> [Your goal]: From the line with "fn arm(shared: &'a" to the line with "let result = self.fetcher.fetch(&deployment_id, &request).await;", retype every line exactly, including those two, and leave out the rest of the data below.

(Saved entries)
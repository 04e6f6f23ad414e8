//! Domain and wire models

pub mod deployment;
//! Token manager for bearer authentication

use async_trait::async_trait;
use secrecy::{ExposeSecret, SecretString};
use tokio::sync::RwLock;
use tracing::{debug, info};

use crate::errors::WatchError;
use crate::filesys::file::File;

/// Token manager trait for testability
#[async_trait]
pub trait TokenManagerExt: Send + Sync {
    /// Get the current bearer token, `AuthRequired` when none is available
    async fn get_token(&self) -> Result<SecretString, WatchError>;

    /// Whether a token can be resolved
    async fn is_authenticated(&self) -> bool {
        self.get_token().await.is_ok()
    }

    /// Forget the cached token
    async fn logout(&self);
}

/// Where the token manager looks for a token, in priority order
#[derive(Debug)]
pub struct TokenSources {
    /// Token given explicitly (e.g. `--token`)
    pub explicit: Option<SecretString>,

    /// Environment variable name
    pub env_var: Option<String>,

    /// Token file
    pub file: Option<File>,
}

/// Token manager implementation
pub struct TokenManager {
    sources: TokenSources,
    cached_token: RwLock<Option<SecretString>>,
}

impl TokenManager {
    /// Create a new token manager
    pub fn new(sources: TokenSources) -> Self {
        Self {
            sources,
            cached_token: RwLock::new(None),
        }
    }

    /// Token manager with a fixed token
    pub fn with_token(token: impl Into<String>) -> Self {
        Self::new(TokenSources {
            explicit: Some(SecretString::from(token.into())),
            env_var: None,
            file: None,
        })
    }

    /// Resolve a token from the configured sources
    async fn load_token(&self) -> Result<SecretString, WatchError> {
        if let Some(token) = &self.sources.explicit {
            debug!("Using explicitly provided token");
            return non_empty(token.expose_secret());
        }

        if let Some(var) = &self.sources.env_var {
            if let Ok(value) = std::env::var(var) {
                if !value.trim().is_empty() {
                    debug!("Using token from ${}", var);
                    return non_empty(&value);
                }
            }
        }

        if let Some(file) = &self.sources.file {
            if file.exists().await {
                debug!("Using token from {}", file.path().display());
                let contents = file.read_string().await?;
                return non_empty(&contents);
            }
        }

        Err(WatchError::AuthRequired)
    }
}

fn non_empty(raw: &str) -> Result<SecretString, WatchError> {
    let trimmed = raw.trim();
    if trimmed.is_empty() {
        return Err(WatchError::AuthRequired);
    }
    Ok(SecretString::from(trimmed.to_string()))
}

#[async_trait]
impl TokenManagerExt for TokenManager {
    async fn get_token(&self) -> Result<SecretString, WatchError> {
        // Try to get from cache first
        {
            let cached = self.cached_token.read().await;
            if let Some(token) = cached.as_ref() {
                return Ok(SecretString::from(token.expose_secret().to_string()));
            }
        }

        let token = self.load_token().await?;

        let mut cached = self.cached_token.write().await;
        *cached = Some(SecretString::from(token.expose_secret().to_string()));

        Ok(token)
    }

    async fn logout(&self) {
        info!("Clearing cached token");
        let mut cached = self.cached_token.write().await;
        *cached = None;
    }
}
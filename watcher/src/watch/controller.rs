//! Polling lifecycle for one deployment at a time

use std::future::Future;
use std::pin::Pin;
use std::sync::{Arc, Mutex, MutexGuard};
use std::time::Duration;

use tokio::sync::{oneshot, watch, Mutex as AsyncMutex};
use tracing::{debug, error, info, warn};

use crate::errors::WatchError;
use crate::models::deployment::DeploymentStatus;
use crate::watch::fetcher::LogFetcher;
use crate::watch::session::{PollingSession, WatchOptions, WatchSnapshot};

#[derive(Debug, Clone, Copy, PartialEq, Eq)]
enum FetchMode {
    /// Cursor reset, logs replaced
    Full,
    /// After the stored cursor, logs appended
    Incremental,
}

#[derive(Debug, Clone, Copy, PartialEq, Eq)]
enum FetchOutcome {
    Applied(DeploymentStatus),
    /// The session was torn down or replaced while the request was in flight
    Discarded,
}

struct Ticker {
    stop_tx: oneshot::Sender<()>,
}

struct Inner {
    /// Bumped on every start and teardown; results from older generations are dropped
    generation: u64,
    session: Option<PollingSession>,
    ticker: Option<Ticker>,
    /// Serializes ticks and manual refreshes of the current session
    fetch_gate: Arc<AsyncMutex<()>>,
}

/// Clears `is_loading` when a full fetch is dropped before its response arrives
struct LoadingGuard<'a, F: LogFetcher + 'static> {
    shared: &'a Shared<F>,
    generation: u64,
}

impl<'a, F: LogFetcher + 'static> LoadingGuard<'a, F> {
    fn arm(shared: &'a Shared<F>, generation: u64) -> Self {
        shared.state.send_modify(|s| s.is_loading = true);
        Self { shared, generation }
    }

    /// The response arrived; the caller settles `is_loading` itself
    fn disarm(self) {
        std::mem::forget(self);
    }
}

impl<F: LogFetcher + 'static> Drop for LoadingGuard<'_, F> {
    fn drop(&mut self) {
        let inner = self.shared.lock();
        if inner.generation == self.generation {
            debug!("Full fetch cancelled before completion");
            self.shared.state.send_modify(|s| s.is_loading = false);
        }
    }
}

struct Shared<F> {
    fetcher: F,
    inner: Mutex<Inner>,
    state: watch::Sender<WatchSnapshot>,
}

impl<F: LogFetcher + 'static> Shared<F> {
    fn lock(&self) -> MutexGuard<'_, Inner> {
        self.inner.lock().unwrap_or_else(|e| e.into_inner())
    }

    async fn fetch_and_apply(
        &self,
        generation: u64,
        mode: FetchMode,
    ) -> Result<FetchOutcome, WatchError> {
        let gate = {
            let inner = self.lock();
            if inner.generation != generation {
                return Ok(FetchOutcome::Discarded);
            }
            Arc::clone(&inner.fetch_gate)
        };
        let _gate = gate.lock().await;

        let (deployment_id, request, loading) = {
            let mut inner = self.lock();
            if inner.generation != generation {
                return Ok(FetchOutcome::Discarded);
            }
            let Some(session) = inner.session.as_mut() else {
                return Ok(FetchOutcome::Discarded);
            };

            let request = match mode {
                FetchMode::Full => {
                    session.reset_cursor();
                    session.full_request()
                }
                FetchMode::Incremental => session.next_request(),
            };
            let deployment_id = session.deployment_id().to_string();
            let loading = (mode == FetchMode::Full).then(|| LoadingGuard::arm(self, generation));
            (deployment_id, request, loading)
        };

        let result = self.fetcher.fetch(&deployment_id, &request).await;
        if let Some(loading) = loading {
            loading.disarm();
        }

        let mut inner = self.lock();
        if inner.generation != generation {
            debug!("Discarding stale log response for {}", deployment_id);
            return Ok(FetchOutcome::Discarded);
        }
        let Some(session) = inner.session.as_mut() else {
            return Ok(FetchOutcome::Discarded);
        };

        match result {
            Ok(batch) => {
                let status = batch.status;
                self.state.send_modify(|s| {
                    match mode {
                        FetchMode::Full => {
                            session.apply_full(batch, s);
                            s.is_loading = false;
                        }
                        FetchMode::Incremental => {
                            let appended = session.apply_incremental(batch, s);
                            debug!("Appended {} log lines for {}", appended, deployment_id);
                        }
                    }
                    s.error = None;
                });
                Ok(FetchOutcome::Applied(status))
            }
            Err(e) => {
                warn!("Failed to fetch logs for {}: {}", deployment_id, e);
                let reason = e.reason();
                self.state.send_modify(|s| {
                    s.error = Some(reason);
                    if mode == FetchMode::Full {
                        s.is_loading = false;
                    }
                });
                Err(e)
            }
        }
    }

    fn arm_ticker(self: &Arc<Self>, generation: u64, interval: Duration) {
        let mut inner = self.lock();
        if inner.generation != generation || inner.ticker.is_some() {
            return;
        }

        let (stop_tx, stop_rx) = oneshot::channel::<()>();
        let shared = Arc::clone(self);
        tokio::spawn(async move {
            run_ticker(
                shared,
                generation,
                interval,
                Box::pin(async move {
                    let _ = stop_rx.await;
                }),
            )
            .await;
        });

        inner.ticker = Some(Ticker { stop_tx });
        self.state.send_modify(|s| s.is_polling = true);
    }

    /// Called by the ticker itself when it ends on its own
    fn finish_ticker(&self, generation: u64) {
        let mut inner = self.lock();
        if inner.generation != generation {
            return;
        }
        inner.ticker = None;
        self.state.send_modify(|s| s.is_polling = false);
    }

    fn cancel_ticker(inner: &mut Inner) -> bool {
        match inner.ticker.take() {
            Some(ticker) => {
                // A dropped sender also wakes the ticker
                let _ = ticker.stop_tx.send(());
                true
            }
            None => false,
        }
    }
}

/// Run the ticker for one session generation.
///
/// The next sleep only starts once the previous fetch has completed, so ticks
/// never overlap.
async fn run_ticker<F: LogFetcher + 'static>(
    shared: Arc<Shared<F>>,
    generation: u64,
    interval: Duration,
    mut shutdown_signal: Pin<Box<dyn Future<Output = ()> + Send>>,
) {
    debug!("Log ticker starting (every {:?})...", interval);

    loop {
        tokio::select! {
            _ = &mut shutdown_signal => {
                debug!("Log ticker shutting down...");
                return;
            }
            _ = tokio::time::sleep(interval) => {
                // Continue with tick
            }
        }

        let outcome = tokio::select! {
            _ = &mut shutdown_signal => {
                debug!("Log ticker shutting down during fetch...");
                return;
            }
            outcome = shared.fetch_and_apply(generation, FetchMode::Incremental) => outcome,
        };

        match outcome {
            Ok(FetchOutcome::Applied(status)) if status.is_terminal() => {
                info!("Deployment reached {}, polling stopped", status);
                shared.finish_ticker(generation);
                return;
            }
            Ok(FetchOutcome::Applied(_)) => {}
            Ok(FetchOutcome::Discarded) => return,
            Err(WatchError::AuthRequired) => {
                error!("No bearer token available, polling stopped");
                shared.finish_ticker(generation);
                return;
            }
            Err(e) => {
                // Will retry on next tick
                debug!("Tick failed: {}", e);
            }
        }
    }
}

/// Drives repeated log fetches for one deployment and publishes snapshots.
///
/// Dropping the controller tears the session down.
pub struct PollingController<F: LogFetcher + 'static> {
    shared: Arc<Shared<F>>,
}

impl<F: LogFetcher + 'static> PollingController<F> {
    pub fn new(fetcher: F) -> Self {
        let (state, _) = watch::channel(WatchSnapshot::default());
        Self {
            shared: Arc::new(Shared {
                fetcher,
                inner: Mutex::new(Inner {
                    generation: 0,
                    session: None,
                    ticker: None,
                    fetch_gate: Arc::new(AsyncMutex::new(())),
                }),
                state,
            }),
        }
    }

    /// Receive a notification for every published snapshot
    pub fn subscribe(&self) -> watch::Receiver<WatchSnapshot> {
        self.shared.state.subscribe()
    }

    /// Current snapshot
    pub fn snapshot(&self) -> WatchSnapshot {
        self.shared.state.borrow().clone()
    }

    pub fn is_polling(&self) -> bool {
        self.shared.state.borrow().is_polling
    }

    /// Deployment of the active session, if any
    pub fn deployment_id(&self) -> Option<String> {
        self.shared
            .lock()
            .session
            .as_ref()
            .map(|s| s.deployment_id().to_string())
    }

    /// Begin a session, replacing any previous one.
    ///
    /// Performs one full fetch; the ticker is armed only when that fetch succeeds
    /// with a non-terminal status. An empty id or a disabled session leaves the
    /// controller idle.
    pub async fn start(&self, deployment_id: &str, options: WatchOptions) -> Result<(), WatchError> {
        let bound = !deployment_id.trim().is_empty() && options.enabled;

        let generation = {
            let mut inner = self.shared.lock();
            Shared::<F>::cancel_ticker(&mut inner);
            inner.generation += 1;
            inner.fetch_gate = Arc::new(AsyncMutex::new(()));
            inner.session = bound.then(|| PollingSession::new(deployment_id, options.clone()));
            self.shared.state.send_replace(WatchSnapshot {
                deployment_id: bound.then(|| deployment_id.to_string()),
                ..Default::default()
            });
            inner.generation
        };

        if !bound {
            debug!("No deployment to watch (id {:?}, enabled {})", deployment_id, options.enabled);
            return Ok(());
        }

        info!(
            "Watching {} logs for deployment {}",
            options.log_type, deployment_id
        );

        let status = match self.shared.fetch_and_apply(generation, FetchMode::Full).await? {
            FetchOutcome::Applied(status) => status,
            FetchOutcome::Discarded => return Ok(()),
        };

        if status.is_terminal() {
            info!("Deployment {} is already {}, not polling", deployment_id, status);
            return Ok(());
        }

        self.shared.arm_ticker(generation, options.polling_interval);
        Ok(())
    }

    /// Reload the whole window, replacing accumulated logs. The ticker is left as is.
    pub async fn refresh(&self) -> Result<(), WatchError> {
        let generation = {
            let inner = self.shared.lock();
            if inner.session.is_none() {
                debug!("Refresh requested without a bound deployment");
                return Ok(());
            }
            inner.generation
        };

        self.shared
            .fetch_and_apply(generation, FetchMode::Full)
            .await
            .map(|_| ())
    }

    /// Stop polling. Safe to call when already stopped.
    pub fn stop(&self) {
        let mut inner = self.shared.lock();
        if Shared::<F>::cancel_ticker(&mut inner) {
            info!("Polling stopped");
        }
        self.shared.state.send_modify(|s| s.is_polling = false);
    }

    /// End the session: stop polling and drop any response still in flight
    pub fn teardown(&self) {
        let mut inner = self.shared.lock();
        Shared::<F>::cancel_ticker(&mut inner);
        inner.generation += 1;
        inner.fetch_gate = Arc::new(AsyncMutex::new(()));
        if let Some(session) = inner.session.take() {
            debug!("Tearing down session for {}", session.deployment_id());
        }
        self.shared.state.send_modify(|s| {
            s.is_polling = false;
            s.is_loading = false;
        });
    }
}

impl<F: LogFetcher + 'static> Drop for PollingController<F> {
    fn drop(&mut self) {
        self.teardown();
    }
}
//! WhaleRay Log Watcher - Entry Point
//!
//! Follows the build and runtime logs of a deployment in the terminal until it
//! is running or has failed.

use clap::Parser;

use wrwatch::app::cli::Cli;
use wrwatch::app::options::{log_options, AppOptions};
use wrwatch::app::run::run;
use wrwatch::filesys::file::File;
use wrwatch::logs::init_logging;
use wrwatch::storage::layout::StorageLayout;
use wrwatch::storage::settings::Settings;
use wrwatch::utils::version_info;

use tracing::{error, info};

#[tokio::main]
async fn main() {
    let cli = Cli::parse();

    // Print version and exit
    if cli.version {
        match serde_json::to_string_pretty(&version_info()) {
            Ok(version) => println!("{}", version),
            Err(e) => eprintln!("Failed to render version info: {}", e),
        }
        return;
    }

    // Retrieve the settings file
    let layout = StorageLayout::default();
    let settings_file = cli
        .settings
        .clone()
        .map(File::new)
        .unwrap_or_else(|| layout.settings_file());
    let settings = match settings_file.read_json_or_default::<Settings>().await {
        Ok(settings) => settings,
        Err(e) => {
            eprintln!(
                "Unable to read settings file {}: {}",
                settings_file.path().display(),
                e
            );
            std::process::exit(2);
        }
    };

    // Initialize logging
    let _log_guard = match init_logging(log_options(&cli, &settings)) {
        Ok(guard) => guard,
        Err(e) => {
            eprintln!("Failed to initialize logging: {e}");
            None
        }
    };

    let options = match AppOptions::resolve(&cli, &settings, &layout) {
        Ok(options) => options,
        Err(e) => {
            eprintln!("{}", e);
            std::process::exit(2);
        }
    };

    info!("Running log watcher with options: {:?}", options);
    match run(options, await_shutdown_signal()).await {
        Ok(summary) if summary.status.is_failure() => {
            info!("Deployment ended with {}", summary.status);
            std::process::exit(1);
        }
        Ok(_) => {}
        Err(e) => {
            error!("Log watcher failed: {e}");
            eprintln!("{}", e.reason());
            std::process::exit(1);
        }
    }
}

async fn await_shutdown_signal() {
    #[cfg(unix)]
    {
        use tokio::signal::unix::{signal, SignalKind};

        let (mut sigterm, mut sigint) = match (
            signal(SignalKind::terminate()),
            signal(SignalKind::interrupt()),
        ) {
            (Ok(sigterm), Ok(sigint)) => (sigterm, sigint),
            _ => {
                error!("Unable to install signal handlers, falling back to Ctrl+C");
                let _ = tokio::signal::ctrl_c().await;
                return;
            }
        };

        tokio::select! {
            _ = sigterm.recv() => {
                info!("SIGTERM received, shutting down...");
            }
            _ = sigint.recv() => {
                info!("SIGINT received, shutting down...");
            }
            _ = tokio::signal::ctrl_c() => {
                info!("Ctrl+C received, shutting down...");
            }
        }
    }

    #[cfg(not(unix))]
    {
        if let Err(e) = tokio::signal::ctrl_c().await {
            error!("Failed to listen for Ctrl+C: {}", e);
            std::future::pending::<()>().await;
        }
        info!("Ctrl+C received, shutting down...");
    }
}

> [Your response]:
    fn arm(shared: &'a Shared<F>, generation: u64) -> Self {
        shared.state.send_modify(|s| s.is_loading = true);
        Self { shared, generation }
    }

    /// The response arrived; the caller settles `is_loading` itself
    fn disarm(self) {
        std::mem::forget(self);
    }
}

impl<F: LogFetcher + 'static> Drop for LoadingGuard<'_, F> {
    fn drop(&mut self) {
        let inner = self.shared.lock();
        if inner.generation == self.generation {
            debug!("Full fetch cancelled before completion");
            self.shared.state.send_modify(|s| s.is_loading = false);
        }
    }
}

struct Shared<F> {
    fetcher: F,
    inner: Mutex<Inner>,
    state: watch::Sender<WatchSnapshot>,
}

impl<F: LogFetcher + 'static> Shared<F> {
    fn lock(&self) -> MutexGuard<'_, Inner> {
        self.inner.lock().unwrap_or_else(|e| e.into_inner())
    }

    async fn fetch_and_apply(
        &self,
        generation: u64,
        mode: FetchMode,
    ) -> Result<FetchOutcome, WatchError> {
        let gate = {
            let inner = self.lock();
            if inner.generation != generation {
                return Ok(FetchOutcome::Discarded);
            }
            Arc::clone(&inner.fetch_gate)
        };
        let _gate = gate.lock().await;

        let (deployment_id, request, loading) = {
            let mut inner = self.lock();
            if inner.generation != generation {
                return Ok(FetchOutcome::Discarded);
            }
            let Some(session) = inner.session.as_mut() else {
                return Ok(FetchOutcome::Discarded);
            };

            let request = match mode {
                FetchMode::Full => {
                    session.reset_cursor();
                    session.full_request()
                }
                FetchMode::Incremental => session.next_request(),
            };
            let deployment_id = session.deployment_id().to_string();
            let loading = (mode == FetchMode::Full).then(|| LoadingGuard::arm(self, generation));
            (deployment_id, request, loading)
        };

        let result = self.fetcher.fetch(&deployment_id, &request).await;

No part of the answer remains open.